The president of the NAACP is scheduled to meet with Maryland Gov. Martin O’Malley today, where he is expected to push for a repeal of the death penalty in the Old Line State, writes the Baltimore Sun:
Gov. Martin O’Malley is set to meet with NAACP president Benjamin Jealous Thursday morning to discuss topics including repealing the death penalty, according to a spokeswoman for the governor.
The meeting, planned for 9:30 a.m. at the state house, was granted at Jealous’s request. “They are meeting,” said O’Malley spokeswoman Raquel Guillory. “The death penalty will be a topic of discussion.”

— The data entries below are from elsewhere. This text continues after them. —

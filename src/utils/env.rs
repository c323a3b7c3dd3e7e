//! Environment variable utilities

/// Get environment variable as Option
///
/// Returns `Some(value)` if set and valid unicode, `None` otherwise.
pub fn env_opt(key: &str) -> Option<String> {
    std::env::var(key).ok()
}

/// Whether the variable is set at all, to any value
pub fn env_is_set(key: &str) -> bool {
    std::env::var_os(key).is_some()
}

#[cfg(test)]
mod tests {
    use super::*;

    #[test]
    fn test_unset_variables() {
        let key = "MODHOST_TEST_SURELY_UNSET_VARIABLE";
        assert_eq!(env_opt(key), None);
        assert!(!env_is_set(key));
    }
}
//! Module descriptor parsing
//!
//! Handles parsing the key/value descriptor entry shipped in every module
//! package (`module.properties` by default).

use serde::Serialize;
use std::collections::HashMap;
use std::io::Read;

use crate::module::traits::DescriptorError;

/// Version used when a descriptor does not declare one
pub const DEFAULT_VERSION: &str = "1.0.0";

/// Module descriptor (module.properties structure)
#[derive(Debug, Clone, PartialEq, Eq, Serialize)]
pub struct ModuleDescriptor {
    /// Module name, spaces replaced by underscores
    name: String,
    /// Entry point identifier (descriptor key `main`)
    entry_point: String,
    /// Module version
    version: String,
    /// Module authors, in declaration order
    authors: Vec<String>,
}

/// Registry key for a module name.
///
/// Every lookup goes through this so `"my module"` and `"my_module"` name the
/// same module.
pub fn sanitize_name(name: &str) -> String {
    name.replace(' ', "_")
}

impl ModuleDescriptor {
    /// Create a descriptor without authors
    pub fn new(
        name: impl AsRef<str>,
        entry_point: impl Into<String>,
        version: impl Into<String>,
    ) -> Self {
        Self {
            name: sanitize_name(name.as_ref()),
            entry_point: entry_point.into(),
            version: version.into(),
            authors: Vec::new(),
        }
    }

    /// Attach authors, replacing any already present
    pub fn with_authors<I, S>(mut self, authors: I) -> Self
    where
        I: IntoIterator<Item = S>,
        S: Into<String>,
    {
        self.authors = authors.into_iter().map(Into::into).collect();
        self
    }

    /// Parse a descriptor from key/value text
    pub fn parse<R: Read>(mut source: R) -> Result<Self, DescriptorError> {
        let mut raw = Vec::new();
        source.read_to_end(&mut raw)?;
        let text = String::from_utf8(raw)
            .map_err(|e| DescriptorError::Unreadable(format!("not valid UTF-8: {}", e)))?;
        Self::parse_str(&text)
    }

    /// Parse a descriptor from an in-memory string
    pub fn parse_str(text: &str) -> Result<Self, DescriptorError> {
        let properties = parse_properties(text);
        let field = |keys: &[&str]| {
            keys.iter()
                .filter_map(|key| properties.get(*key))
                .map(|value| value.trim())
                .find(|value| !value.is_empty())
                .map(str::to_string)
        };

        let name = field(&["name"]).ok_or(DescriptorError::MissingField("name"))?;
        let entry_point =
            field(&["main", "entry-point"]).ok_or(DescriptorError::MissingField("main"))?;
        let version = field(&["version"]).unwrap_or_else(|| DEFAULT_VERSION.to_string());
        let authors: Vec<String> = field(&["author", "authors"])
            .map(|value| {
                value
                    .split(',')
                    .map(str::trim)
                    .filter(|author| !author.is_empty())
                    .map(str::to_string)
                    .collect()
            })
            .unwrap_or_default();

        Ok(Self::new(name, entry_point, version).with_authors(authors))
    }

    pub fn name(&self) -> &str {
        &self.name
    }

    pub fn entry_point(&self) -> &str {
        &self.entry_point
    }

    pub fn version(&self) -> &str {
        &self.version
    }

    pub fn authors(&self) -> &[String] {
        &self.authors
    }

    /// `"<name> v<version>"`
    pub fn full_name(&self) -> String {
        format!("{} v{}", self.name, self.version)
    }
}

/// Split properties text into key/value pairs.
///
/// Accepts `key=value` and `key: value`, skips `#`/`!` comments, and joins
/// lines ending in a backslash with the next line. Later keys override
/// earlier ones.
fn parse_properties(text: &str) -> HashMap<String, String> {
    let mut properties = HashMap::new();
    let mut pending = String::new();

    for line in text.lines() {
        let line = if pending.is_empty() {
            line.trim_start()
        } else {
            line.trim()
        };
        if pending.is_empty() && (line.is_empty() || line.starts_with('#') || line.starts_with('!'))
        {
            continue;
        }

        if let Some(head) = line.strip_suffix('\\') {
            pending.push_str(head);
            continue;
        }
        pending.push_str(line);
        insert_property(&mut properties, &std::mem::take(&mut pending));
    }
    // A backslash on the last line continues into nothing
    if !pending.is_empty() {
        insert_property(&mut properties, &pending);
    }

    properties
}

fn insert_property(properties: &mut HashMap<String, String>, logical: &str) {
    let split_at = logical.find(|c: char| c == '=' || c == ':');
    let (key, value) = match split_at {
        Some(pos) => (&logical[..pos], &logical[pos + 1..]),
        None => (logical, ""),
    };
    properties.insert(key.trim().to_string(), value.trim().to_string());
}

The NAACP will hold a news conference after the meeting. This year, the civil rights organization plans a major push for full repeal of the death penalty.

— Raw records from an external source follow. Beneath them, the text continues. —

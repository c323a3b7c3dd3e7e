//! Module discovery
//!
//! Scans a modules directory and lists the candidate packages in it.

use std::fs;
use std::path::{Path, PathBuf};
use tracing::{debug, info};

use crate::module::traits::ModuleError;

/// Module package scanner
pub struct PackageDiscovery {
    /// Base directory to scan for packages
    modules_dir: PathBuf,
    /// Create the directory instead of failing when it does not exist
    create_missing: bool,
}

impl PackageDiscovery {
    pub fn new<P: AsRef<Path>>(modules_dir: P) -> Self {
        Self {
            modules_dir: modules_dir.as_ref().to_path_buf(),
            create_missing: false,
        }
    }

    /// Create a missing modules directory (and report no packages) on scan
    pub fn create_missing(mut self, create: bool) -> Self {
        self.create_missing = create;
        self
    }

    pub fn modules_dir(&self) -> &Path {
        &self.modules_dir
    }

    /// Immediate entries of the modules directory, sorted by file name.
    ///
    /// Entries are not filtered here; a loader decides whether each one is a
    /// package it understands.
    pub fn discover(&self) -> Result<Vec<PathBuf>, ModuleError> {
        info!("Discovering modules in {:?}", self.modules_dir);

        if !self.modules_dir.exists() && self.create_missing {
            debug!("Modules directory does not exist, creating: {:?}", self.modules_dir);
            fs::create_dir_all(&self.modules_dir).map_err(|e| {
                ModuleError::validation(
                    &self.modules_dir,
                    format!("failed to create modules directory: {}", e),
                )
            })?;
            return Ok(Vec::new());
        }

        if !self.modules_dir.is_dir() {
            return Err(ModuleError::validation(
                &self.modules_dir,
                "modules directory is not a directory",
            ));
        }

        let entries = fs::read_dir(&self.modules_dir).map_err(|e| {
            ModuleError::validation(
                &self.modules_dir,
                format!("failed to read modules directory: {}", e),
            )
        })?;

        let mut packages = Vec::new();
        for entry in entries {
            let entry = entry.map_err(|e| {
                ModuleError::validation(
                    &self.modules_dir,
                    format!("failed to read directory entry: {}", e),
                )
            })?;
            packages.push(entry.path());
        }
        packages.sort_by(|a, b| a.file_name().cmp(&b.file_name()));

        debug!("Found {} candidate packages", packages.len());
        Ok(packages)
    }
}
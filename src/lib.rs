//! modhost - dynamic module loading and lifecycle management
//!
//! Discovers module packages (zip archives or exploded directories), loads
//! each one into an isolated loading context, and drives the
//! load → enable → disable lifecycle. Contexts resolve symbols exported by
//! other loaded modules through a shared, first-writer-wins registry.
//!
//! ```rust,no_run
//! use modhost::config::HostConfig;
//! use modhost::module::{EntryPoints, Module, ModuleManager};
//!
//! #[derive(Default)]
//! struct Greeter;
//!
//! impl Module for Greeter {}
//!
//! let mut entry_points = EntryPoints::new();
//! entry_points.register_default::<Greeter>("greeter.Main");
//!
//! let manager = ModuleManager::from_config(&HostConfig::default(), entry_points);
//! manager.auto_load_modules()?;
//! manager.enable_modules();
//! manager.clear_modules();
//! # Ok::<(), modhost::module::ModuleError>(())
//! ```

pub mod config;
pub mod module;
pub mod utils;

pub use config::{HostConfig, LoggingConfig, ModuleConfig};
pub use module::{LoadedModule, Module, ModuleError, ModuleManager, ModuleState};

O’Malley was on board with a repeal in 2009, but when it became clear that he did not have the votes, he instead sided with legislation that severely restricts its use. Maryland has not handed down any death sentences since 2004. Earlier this week Amnesty International wrote that O’Malley should lead his state in ending the use of capital punishment, much like he pushed for same-sex marriage:
For the sake of his legacy, and for the sake of promoting and leading us to a more humane form of criminal justice, Governor O’Malley needs to accomplish death penalty repeal in 2013. And it won’t even be that hard.
Not far south, Virginia remains the state that has put the second-highest number of people to death, behind only Texas. Like Maryland, though, no death row inmates were executed in 2012, mostly due to appeals.
As for D.C., we have no death penalty and in 1992 rejected its imposition in a referendum that was mandated by Congress. In 1997, the D.C. Council rejected a bill proposed by then-Mayor Marion Barry that would have allowed for the use of the death penalty when police officers are killed.